═══ RECORDS FOR PROCESSING ═══

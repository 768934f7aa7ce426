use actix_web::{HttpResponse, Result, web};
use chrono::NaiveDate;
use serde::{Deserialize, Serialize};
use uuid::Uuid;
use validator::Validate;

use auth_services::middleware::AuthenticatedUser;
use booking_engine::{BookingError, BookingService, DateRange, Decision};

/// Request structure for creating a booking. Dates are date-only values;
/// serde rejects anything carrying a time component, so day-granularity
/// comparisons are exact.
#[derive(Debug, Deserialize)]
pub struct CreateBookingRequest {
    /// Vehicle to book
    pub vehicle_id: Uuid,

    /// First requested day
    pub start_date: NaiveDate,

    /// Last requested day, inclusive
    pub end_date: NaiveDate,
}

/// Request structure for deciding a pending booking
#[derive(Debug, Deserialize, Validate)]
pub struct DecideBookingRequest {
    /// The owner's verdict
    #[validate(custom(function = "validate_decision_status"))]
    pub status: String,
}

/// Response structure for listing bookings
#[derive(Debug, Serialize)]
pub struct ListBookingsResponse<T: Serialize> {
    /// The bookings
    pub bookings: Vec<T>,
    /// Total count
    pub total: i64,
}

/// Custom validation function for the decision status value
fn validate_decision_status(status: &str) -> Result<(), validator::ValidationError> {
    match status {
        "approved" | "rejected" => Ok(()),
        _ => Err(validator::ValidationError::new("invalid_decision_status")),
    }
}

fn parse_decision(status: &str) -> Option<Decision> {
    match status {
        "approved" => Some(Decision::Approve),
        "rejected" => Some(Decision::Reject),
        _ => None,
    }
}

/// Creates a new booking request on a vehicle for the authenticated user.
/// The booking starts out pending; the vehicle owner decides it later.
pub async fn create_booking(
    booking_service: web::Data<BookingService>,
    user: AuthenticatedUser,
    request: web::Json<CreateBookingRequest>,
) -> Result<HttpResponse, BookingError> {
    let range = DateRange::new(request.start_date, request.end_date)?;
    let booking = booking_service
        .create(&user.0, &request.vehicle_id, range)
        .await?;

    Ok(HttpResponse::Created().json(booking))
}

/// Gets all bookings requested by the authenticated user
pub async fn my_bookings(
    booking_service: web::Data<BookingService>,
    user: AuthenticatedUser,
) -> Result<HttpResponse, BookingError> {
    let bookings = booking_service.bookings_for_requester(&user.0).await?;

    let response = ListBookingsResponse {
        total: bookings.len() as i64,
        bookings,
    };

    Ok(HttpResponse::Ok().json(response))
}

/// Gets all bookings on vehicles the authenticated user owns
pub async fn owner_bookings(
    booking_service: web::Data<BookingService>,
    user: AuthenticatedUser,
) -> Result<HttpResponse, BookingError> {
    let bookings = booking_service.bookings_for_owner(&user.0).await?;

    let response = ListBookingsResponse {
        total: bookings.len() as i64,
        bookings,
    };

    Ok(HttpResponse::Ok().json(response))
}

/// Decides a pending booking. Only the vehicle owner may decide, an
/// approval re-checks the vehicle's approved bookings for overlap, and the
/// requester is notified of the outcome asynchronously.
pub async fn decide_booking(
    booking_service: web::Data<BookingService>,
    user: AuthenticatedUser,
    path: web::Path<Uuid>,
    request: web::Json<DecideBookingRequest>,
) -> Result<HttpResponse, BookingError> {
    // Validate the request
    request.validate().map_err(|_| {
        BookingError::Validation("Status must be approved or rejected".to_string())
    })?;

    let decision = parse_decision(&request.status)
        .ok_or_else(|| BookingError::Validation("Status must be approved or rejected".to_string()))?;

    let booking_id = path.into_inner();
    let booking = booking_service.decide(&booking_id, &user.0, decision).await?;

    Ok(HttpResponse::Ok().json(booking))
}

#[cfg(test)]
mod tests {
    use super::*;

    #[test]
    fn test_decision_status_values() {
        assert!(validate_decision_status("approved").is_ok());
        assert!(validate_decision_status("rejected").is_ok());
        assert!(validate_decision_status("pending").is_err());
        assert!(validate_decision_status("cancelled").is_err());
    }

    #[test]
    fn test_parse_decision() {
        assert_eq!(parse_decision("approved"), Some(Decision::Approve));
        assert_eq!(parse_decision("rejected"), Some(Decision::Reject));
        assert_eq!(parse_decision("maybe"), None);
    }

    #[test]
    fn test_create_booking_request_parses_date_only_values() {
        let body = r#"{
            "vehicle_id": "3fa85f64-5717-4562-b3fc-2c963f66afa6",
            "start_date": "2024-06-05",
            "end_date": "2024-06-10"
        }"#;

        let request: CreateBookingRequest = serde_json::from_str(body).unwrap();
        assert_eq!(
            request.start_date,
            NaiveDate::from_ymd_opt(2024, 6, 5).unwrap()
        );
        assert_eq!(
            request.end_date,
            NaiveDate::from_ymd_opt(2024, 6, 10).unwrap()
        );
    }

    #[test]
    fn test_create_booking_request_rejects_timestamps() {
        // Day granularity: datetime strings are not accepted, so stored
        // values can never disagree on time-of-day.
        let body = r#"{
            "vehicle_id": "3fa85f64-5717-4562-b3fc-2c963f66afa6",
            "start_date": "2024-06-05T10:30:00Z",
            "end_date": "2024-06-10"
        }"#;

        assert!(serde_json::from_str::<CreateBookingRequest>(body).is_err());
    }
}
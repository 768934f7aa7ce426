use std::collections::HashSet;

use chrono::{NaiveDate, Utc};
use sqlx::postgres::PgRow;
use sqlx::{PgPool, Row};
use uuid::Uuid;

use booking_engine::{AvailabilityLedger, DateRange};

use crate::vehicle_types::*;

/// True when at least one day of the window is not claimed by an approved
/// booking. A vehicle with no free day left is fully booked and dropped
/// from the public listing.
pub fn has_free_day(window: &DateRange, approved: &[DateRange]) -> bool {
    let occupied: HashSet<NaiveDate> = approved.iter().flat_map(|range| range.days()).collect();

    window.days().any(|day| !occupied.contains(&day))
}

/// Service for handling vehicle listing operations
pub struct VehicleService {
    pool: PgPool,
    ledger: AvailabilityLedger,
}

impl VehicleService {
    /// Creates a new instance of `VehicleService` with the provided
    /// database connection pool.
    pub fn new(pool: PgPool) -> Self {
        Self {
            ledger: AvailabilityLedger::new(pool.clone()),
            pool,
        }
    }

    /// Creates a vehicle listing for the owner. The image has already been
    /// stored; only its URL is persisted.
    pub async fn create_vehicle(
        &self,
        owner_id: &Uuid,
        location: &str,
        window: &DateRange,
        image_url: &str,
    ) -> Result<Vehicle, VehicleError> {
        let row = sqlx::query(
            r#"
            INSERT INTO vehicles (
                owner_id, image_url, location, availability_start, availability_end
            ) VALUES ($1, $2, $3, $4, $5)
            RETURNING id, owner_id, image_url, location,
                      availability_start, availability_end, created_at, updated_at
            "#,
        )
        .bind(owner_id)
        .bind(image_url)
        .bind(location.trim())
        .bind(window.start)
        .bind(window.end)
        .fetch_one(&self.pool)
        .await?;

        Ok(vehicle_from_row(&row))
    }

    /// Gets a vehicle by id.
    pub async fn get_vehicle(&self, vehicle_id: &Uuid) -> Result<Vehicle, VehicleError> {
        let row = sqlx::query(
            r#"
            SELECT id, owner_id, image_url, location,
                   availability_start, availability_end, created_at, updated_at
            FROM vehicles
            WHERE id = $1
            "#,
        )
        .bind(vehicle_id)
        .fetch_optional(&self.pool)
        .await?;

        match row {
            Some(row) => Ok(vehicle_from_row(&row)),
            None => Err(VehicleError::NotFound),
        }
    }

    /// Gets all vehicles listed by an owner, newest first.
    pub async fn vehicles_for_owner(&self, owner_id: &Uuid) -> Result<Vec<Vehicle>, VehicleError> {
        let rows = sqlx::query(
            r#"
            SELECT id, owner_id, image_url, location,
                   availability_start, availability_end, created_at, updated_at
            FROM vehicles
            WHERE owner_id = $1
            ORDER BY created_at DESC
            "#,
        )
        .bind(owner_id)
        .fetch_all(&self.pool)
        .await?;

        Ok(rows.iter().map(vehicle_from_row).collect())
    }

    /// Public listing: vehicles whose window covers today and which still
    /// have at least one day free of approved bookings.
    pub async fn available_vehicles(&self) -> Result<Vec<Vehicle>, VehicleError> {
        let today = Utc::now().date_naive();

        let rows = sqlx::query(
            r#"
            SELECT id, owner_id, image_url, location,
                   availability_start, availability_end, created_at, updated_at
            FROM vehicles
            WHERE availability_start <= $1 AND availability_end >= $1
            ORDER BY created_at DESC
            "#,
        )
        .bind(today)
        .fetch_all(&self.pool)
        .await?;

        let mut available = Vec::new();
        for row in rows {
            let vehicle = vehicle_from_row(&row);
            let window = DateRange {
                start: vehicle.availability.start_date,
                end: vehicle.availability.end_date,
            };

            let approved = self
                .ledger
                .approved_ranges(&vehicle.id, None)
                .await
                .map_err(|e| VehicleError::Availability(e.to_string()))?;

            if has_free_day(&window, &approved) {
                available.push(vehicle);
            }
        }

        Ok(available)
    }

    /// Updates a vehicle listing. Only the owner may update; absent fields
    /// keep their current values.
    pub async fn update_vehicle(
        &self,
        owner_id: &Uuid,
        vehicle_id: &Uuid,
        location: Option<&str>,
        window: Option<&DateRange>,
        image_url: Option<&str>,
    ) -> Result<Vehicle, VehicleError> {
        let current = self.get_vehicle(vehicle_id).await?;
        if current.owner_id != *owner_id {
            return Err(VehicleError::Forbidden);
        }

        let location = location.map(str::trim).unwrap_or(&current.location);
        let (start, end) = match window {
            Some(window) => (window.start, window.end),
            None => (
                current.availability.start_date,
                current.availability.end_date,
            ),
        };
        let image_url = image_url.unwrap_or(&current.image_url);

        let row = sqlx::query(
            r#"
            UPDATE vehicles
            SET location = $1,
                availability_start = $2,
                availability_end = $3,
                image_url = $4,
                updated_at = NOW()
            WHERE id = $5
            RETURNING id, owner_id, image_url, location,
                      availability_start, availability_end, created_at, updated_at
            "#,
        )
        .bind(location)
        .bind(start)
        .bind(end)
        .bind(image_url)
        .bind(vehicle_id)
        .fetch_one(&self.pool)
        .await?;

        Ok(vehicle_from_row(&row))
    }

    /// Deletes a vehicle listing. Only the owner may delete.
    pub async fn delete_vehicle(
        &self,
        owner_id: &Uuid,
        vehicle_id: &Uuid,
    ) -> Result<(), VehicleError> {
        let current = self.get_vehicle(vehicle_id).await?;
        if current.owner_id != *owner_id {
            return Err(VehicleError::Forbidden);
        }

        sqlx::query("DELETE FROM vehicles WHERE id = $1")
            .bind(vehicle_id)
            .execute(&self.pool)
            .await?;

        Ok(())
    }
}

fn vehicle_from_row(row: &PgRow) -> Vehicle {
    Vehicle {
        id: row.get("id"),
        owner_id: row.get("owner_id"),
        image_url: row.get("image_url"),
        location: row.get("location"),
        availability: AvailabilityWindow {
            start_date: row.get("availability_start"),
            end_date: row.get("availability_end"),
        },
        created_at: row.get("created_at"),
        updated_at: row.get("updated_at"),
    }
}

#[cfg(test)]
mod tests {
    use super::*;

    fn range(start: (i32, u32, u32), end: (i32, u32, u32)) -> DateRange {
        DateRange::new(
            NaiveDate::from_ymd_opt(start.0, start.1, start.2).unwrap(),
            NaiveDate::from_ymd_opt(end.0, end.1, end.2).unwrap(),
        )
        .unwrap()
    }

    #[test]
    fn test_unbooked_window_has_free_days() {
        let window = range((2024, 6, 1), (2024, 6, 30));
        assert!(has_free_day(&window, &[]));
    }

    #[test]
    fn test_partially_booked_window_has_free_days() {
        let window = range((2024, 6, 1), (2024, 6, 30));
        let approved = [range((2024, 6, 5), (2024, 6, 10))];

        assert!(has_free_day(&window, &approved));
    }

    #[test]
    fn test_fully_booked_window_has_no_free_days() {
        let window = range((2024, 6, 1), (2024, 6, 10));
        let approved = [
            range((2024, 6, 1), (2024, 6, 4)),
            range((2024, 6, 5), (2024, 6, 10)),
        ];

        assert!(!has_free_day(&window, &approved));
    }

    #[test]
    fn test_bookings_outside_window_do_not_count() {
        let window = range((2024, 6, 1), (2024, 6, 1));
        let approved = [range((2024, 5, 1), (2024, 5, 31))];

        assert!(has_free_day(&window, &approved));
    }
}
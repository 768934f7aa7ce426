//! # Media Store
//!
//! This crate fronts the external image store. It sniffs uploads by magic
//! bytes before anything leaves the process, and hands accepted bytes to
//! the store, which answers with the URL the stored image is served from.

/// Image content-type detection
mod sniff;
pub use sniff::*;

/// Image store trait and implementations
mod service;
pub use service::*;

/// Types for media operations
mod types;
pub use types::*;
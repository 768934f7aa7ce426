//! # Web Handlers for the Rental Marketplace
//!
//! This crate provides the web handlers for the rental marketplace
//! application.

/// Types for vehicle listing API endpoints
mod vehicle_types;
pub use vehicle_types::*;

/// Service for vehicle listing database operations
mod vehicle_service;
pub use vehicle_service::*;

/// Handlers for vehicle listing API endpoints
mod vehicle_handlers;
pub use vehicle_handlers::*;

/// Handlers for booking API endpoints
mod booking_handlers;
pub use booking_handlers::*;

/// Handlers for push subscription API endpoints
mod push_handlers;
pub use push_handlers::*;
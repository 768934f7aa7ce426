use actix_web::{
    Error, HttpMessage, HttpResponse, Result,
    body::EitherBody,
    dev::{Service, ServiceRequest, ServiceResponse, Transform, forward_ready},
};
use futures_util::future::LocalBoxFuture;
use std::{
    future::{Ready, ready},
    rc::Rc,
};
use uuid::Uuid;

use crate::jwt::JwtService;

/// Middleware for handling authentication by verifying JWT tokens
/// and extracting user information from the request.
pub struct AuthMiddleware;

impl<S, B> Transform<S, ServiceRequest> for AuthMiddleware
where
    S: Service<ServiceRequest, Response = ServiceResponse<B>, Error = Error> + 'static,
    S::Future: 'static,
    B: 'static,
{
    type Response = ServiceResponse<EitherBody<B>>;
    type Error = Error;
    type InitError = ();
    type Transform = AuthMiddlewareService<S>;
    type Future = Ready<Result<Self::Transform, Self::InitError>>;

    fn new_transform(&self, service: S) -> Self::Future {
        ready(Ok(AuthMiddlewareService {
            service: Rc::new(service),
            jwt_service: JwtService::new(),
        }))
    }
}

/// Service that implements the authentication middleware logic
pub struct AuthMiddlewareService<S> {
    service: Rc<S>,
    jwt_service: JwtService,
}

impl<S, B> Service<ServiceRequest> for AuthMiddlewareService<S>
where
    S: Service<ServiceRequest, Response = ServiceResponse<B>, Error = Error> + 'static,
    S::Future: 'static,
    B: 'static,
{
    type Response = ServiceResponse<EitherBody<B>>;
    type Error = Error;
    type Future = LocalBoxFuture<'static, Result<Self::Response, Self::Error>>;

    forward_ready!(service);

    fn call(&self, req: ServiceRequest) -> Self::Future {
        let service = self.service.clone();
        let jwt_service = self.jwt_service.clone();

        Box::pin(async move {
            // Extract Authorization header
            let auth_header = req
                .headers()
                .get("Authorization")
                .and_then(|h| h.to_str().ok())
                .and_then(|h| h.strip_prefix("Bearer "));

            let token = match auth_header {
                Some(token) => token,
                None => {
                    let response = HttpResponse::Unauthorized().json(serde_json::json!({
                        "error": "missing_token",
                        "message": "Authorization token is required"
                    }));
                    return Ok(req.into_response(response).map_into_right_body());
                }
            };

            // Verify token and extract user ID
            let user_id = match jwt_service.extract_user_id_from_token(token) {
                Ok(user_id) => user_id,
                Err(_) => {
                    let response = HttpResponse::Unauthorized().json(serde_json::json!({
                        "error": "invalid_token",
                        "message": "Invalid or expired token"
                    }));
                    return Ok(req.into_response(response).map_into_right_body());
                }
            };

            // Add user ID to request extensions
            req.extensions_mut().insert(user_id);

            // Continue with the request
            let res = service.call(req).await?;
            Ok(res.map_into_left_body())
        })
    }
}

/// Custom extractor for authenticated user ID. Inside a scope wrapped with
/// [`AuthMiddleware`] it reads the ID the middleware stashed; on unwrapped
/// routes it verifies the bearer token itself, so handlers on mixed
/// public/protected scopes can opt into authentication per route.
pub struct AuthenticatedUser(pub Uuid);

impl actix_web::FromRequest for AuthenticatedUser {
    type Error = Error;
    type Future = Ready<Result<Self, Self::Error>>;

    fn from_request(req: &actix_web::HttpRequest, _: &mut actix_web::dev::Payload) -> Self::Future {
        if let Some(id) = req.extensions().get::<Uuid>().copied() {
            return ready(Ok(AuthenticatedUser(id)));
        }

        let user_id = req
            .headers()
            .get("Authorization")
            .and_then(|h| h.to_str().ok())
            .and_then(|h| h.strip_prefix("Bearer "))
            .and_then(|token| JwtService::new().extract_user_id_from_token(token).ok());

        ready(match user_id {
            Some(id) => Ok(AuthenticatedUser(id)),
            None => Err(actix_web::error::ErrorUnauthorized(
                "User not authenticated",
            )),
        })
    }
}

═══

● REQUIREMENT: Tally up how many lines in the records contain the string "requested". Answer with that figure only.

● RESULT OF THE TASK: 3